The following list is a complete list of features that can be opted in or out.

  • Tier 1 drawing backends
Name Description Additional Dependency Default?
bitmap_encoder Allow BitMapBackend to save the result to bitmap files image, rusttype, font-kit Yes
svg_backend Enable SVGBackend Support None Yes
bitmap_gif Opt-in GIF animation Rendering support for BitMapBackend, implies bitmap enabled gif Yes
  • Font manipulation features
Name Description Additional Dependency Default?
ttf Allows TrueType font support font-kit Yes
ab_glyph Skips loading system fonts, unlike ttf ab_glyph No

ab_glyph supports TrueType and OpenType fonts, but does not attempt to load fonts provided by the system on which it is running. It is pure Rust, and easier to cross compile. To use this, you must call plotters::style::register_font before using any plotters functions which require the ability to render text. This function only exists when the ab_glyph feature is enabled.

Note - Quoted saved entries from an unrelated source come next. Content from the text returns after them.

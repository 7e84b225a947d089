//! Credential union and supported sign-in providers
//!
//! A [`Credential`] describes how the caller wants to authenticate. It is
//! converted to a backend-native credential exactly once, inside the backend
//! implementation, so the rest of the crate only deals with this enum.

use serde::{Deserialize, Serialize};
use std::fmt;

/// A supported sign-in provider.
///
/// The string forms follow the common backend convention of using the
/// provider domain for federated providers.
#[derive(Debug, Clone, Copy, PartialEq, Eq, Hash, Serialize, Deserialize)]
pub enum Provider {
    /// Email & password.
    Password,
    /// Google Sign-In.
    Google,
    /// Sign in with Apple.
    Apple,
}

impl Provider {
    /// The provider identifier as reported by the backend.
    #[must_use]
    pub const fn as_str(self) -> &'static str {
        match self {
            Self::Password => "password",
            Self::Google => "google.com",
            Self::Apple => "apple.com",
        }
    }

    /// Whether credentials of this provider can be resubmitted to a second
    /// backend call without re-prompting the user.
    ///
    /// Password and access-token-based credentials are reusable. Apple
    /// credentials are bound to a one-time nonce: once a link or sign-in
    /// attempt has consumed the token, a fresh credential must be acquired
    /// from the provider flow.
    #[must_use]
    pub const fn is_reusable(self) -> bool {
        match self {
            Self::Password | Self::Google => true,
            Self::Apple => false,
        }
    }

    /// Parse a backend provider identifier.
    #[must_use]
    pub fn from_str_opt(value: &str) -> Option<Self> {
        match value {
            "password" => Some(Self::Password),
            "google.com" => Some(Self::Google),
            "apple.com" => Some(Self::Apple),
            _ => None,
        }
    }
}

impl fmt::Display for Provider {
    fn fmt(&self, f: &mut fmt::Formatter<'_>) -> fmt::Result {
        f.write_str(self.as_str())
    }
}

/// Login credentials for a single sign-in or link attempt.
///
/// Instances are also carried inside
/// [`UserError::MigrationRequired`](crate::errors::UserError::MigrationRequired)
/// so that callers can resume a login after resolving the migration question.
/// Callers should not need to inspect the contents.
#[derive(Debug, Clone, PartialEq, Eq)]
pub enum Credential {
    /// Email & password.
    Password {
        /// Account email address.
        email: String,
        /// Account password.
        password: String,
    },
    /// A Google Sign-In token pair.
    Google {
        /// OpenID Connect ID token.
        id_token: String,
        /// OAuth access token.
        access_token: String,
        /// Account email address.
        email: String,
        /// Full name, when the provider shared it.
        full_name: Option<String>,
    },
    /// A Sign in with Apple identity token.
    Apple {
        /// Identity token returned by the Apple flow.
        id_token: String,
        /// Account email address.
        email: String,
        /// Full name, only shared by Apple on first authorization.
        full_name: Option<String>,
        /// The raw nonce the identity token is bound to.
        nonce: Option<String>,
    },
}

impl Credential {
    /// Create a password credential.
    #[must_use]
    pub fn password(email: &str, password: &str) -> Self {
        Self::Password {
            email: email.to_string(),
            password: password.to_string(),
        }
    }

    /// The provider this credential authenticates with.
    #[must_use]
    pub const fn provider(&self) -> Provider {
        match self {
            Self::Password { .. } => Provider::Password,
            Self::Google { .. } => Provider::Google,
            Self::Apple { .. } => Provider::Apple,
        }
    }

    /// The email address carried by this credential.
    ///
    /// Always present: linking requires an email in every case.
    #[must_use]
    pub fn email(&self) -> &str {
        match self {
            Self::Password { email, .. }
            | Self::Google { email, .. }
            | Self::Apple { email, .. } => email,
        }
    }

    /// The user's full name, when the sign-in method provided one.
    #[must_use]
    pub fn full_name(&self) -> Option<&str> {
        match self {
            Self::Password { .. } => None,
            Self::Google { full_name, .. } | Self::Apple { full_name, .. } => {
                full_name.as_deref()
            }
        }
    }

    /// Whether this credential survives a failed backend call.
    ///
    /// See [`Provider::is_reusable`].
    #[must_use]
    pub const fn is_reusable(&self) -> bool {
        self.provider().is_reusable()
    }
}

/// The caller's stance on migrating data away from an anonymous account.
///
/// Every login flow takes one of these. When linking an anonymous session to
/// a credential whose account already exists, the anonymous account has to be
/// discarded; this value decides whether the engine may proceed.
#[derive(Debug, Clone, Copy, PartialEq, Eq, Default)]
pub enum MigrationAllowance {
    /// Proceed; the returned descriptor reports that a migration occurred.
    Allow,
    /// Proceed, but report no migration. The caller accepts losing any data
    /// attached to the anonymous account.
    Deny,
    /// Abort with [`UserError::MigrationRequired`](crate::errors::UserError::MigrationRequired)
    /// so the caller can ask the user and re-invoke.
    #[default]
    Undecided,
}

impl MigrationAllowance {
    /// Whether the caller has made a decision.
    #[must_use]
    pub const fn is_decided(self) -> bool {
        !matches!(self, Self::Undecided)
    }

    /// Whether a completed flow should report that data migration happened.
    #[must_use]
    pub const fn performs_migration(self) -> bool {
        matches!(self, Self::Allow)
    }
}

impl From<Option<bool>> for MigrationAllowance {
    fn from(value: Option<bool>) -> Self {
        match value {
            Some(true) => Self::Allow,
            Some(false) => Self::Deny,
            None => Self::Undecided,
        }
    }
}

/// Register a font in the fonts table.
///
/// The `name` parameter gives the name this font shall be referred to
/// in the other APIs, like `"sans-serif"`.
///
/// Unprovided font styles for a given name will fallback to `FontStyle::Normal`
/// if that is available for that name, when other functions lookup fonts which
/// are registered with this function.
///
/// The `bytes` parameter should be the complete contents
/// of an OpenType font file, like:
/// ```ignore
/// include_bytes!("FiraGO-Regular.otf")
/// ```
pub fn register_font(
    name: &str,
    style: FontStyle,
    bytes: &'static [u8],
) -> Result<(), InvalidFont>
  • Coordinate features
Name Description Additional Dependency Default?
datetime Enable the date and time coordinate support chrono Yes
  • Element, series and util functions
Name Description Additional Dependency Default?
errorbar The errorbar element support None Yes
candlestick The candlestick element support None Yes
boxplot The boxplot element support None Yes
area_series The area series support None Yes
line_series The line series support None Yes
histogram The histogram series support None Yes
point_series The point series support None Yes
  • Misc
Name Description Additional Dependency Default?
deprecated_items This feature allows use of deprecated items which is going to be removed in the future None Yes
debug Enable the code used for debugging None No

FAQ List

  • Why does the WASM example break on my machine ?

    The WASM example requires using wasm32 target to build. Using cargo build is likely to use the default target which in most of the case is any of the x86 target. Thus you need add --target=wasm32-unknown-unknown in the cargo parameter list to build it.

  • How to draw text/circle/point/rectangle/... on the top of chart ?

    As you may have realized, Plotters is a drawing library rather than a traditional data plotting library, you have the freedom to draw anything you want on the drawing area. Use DrawingArea::draw to draw any element on the drawing area.

  • Where can I find the backend code ?

    Since Plotters 0.3, all drawing backends are independent crate from the main Plotters crate. Use the following link to find the backend code:

  • How to check if a backend writes to a file successfully ?

    The behavior of Plotters backend is consistent with the standard library. When the backend instance is dropped, [crate::drawing::DrawingArea::present()] or Backend::present() is called automatically whenever is needed. When the present() method is called from drop, any error will be silently ignored.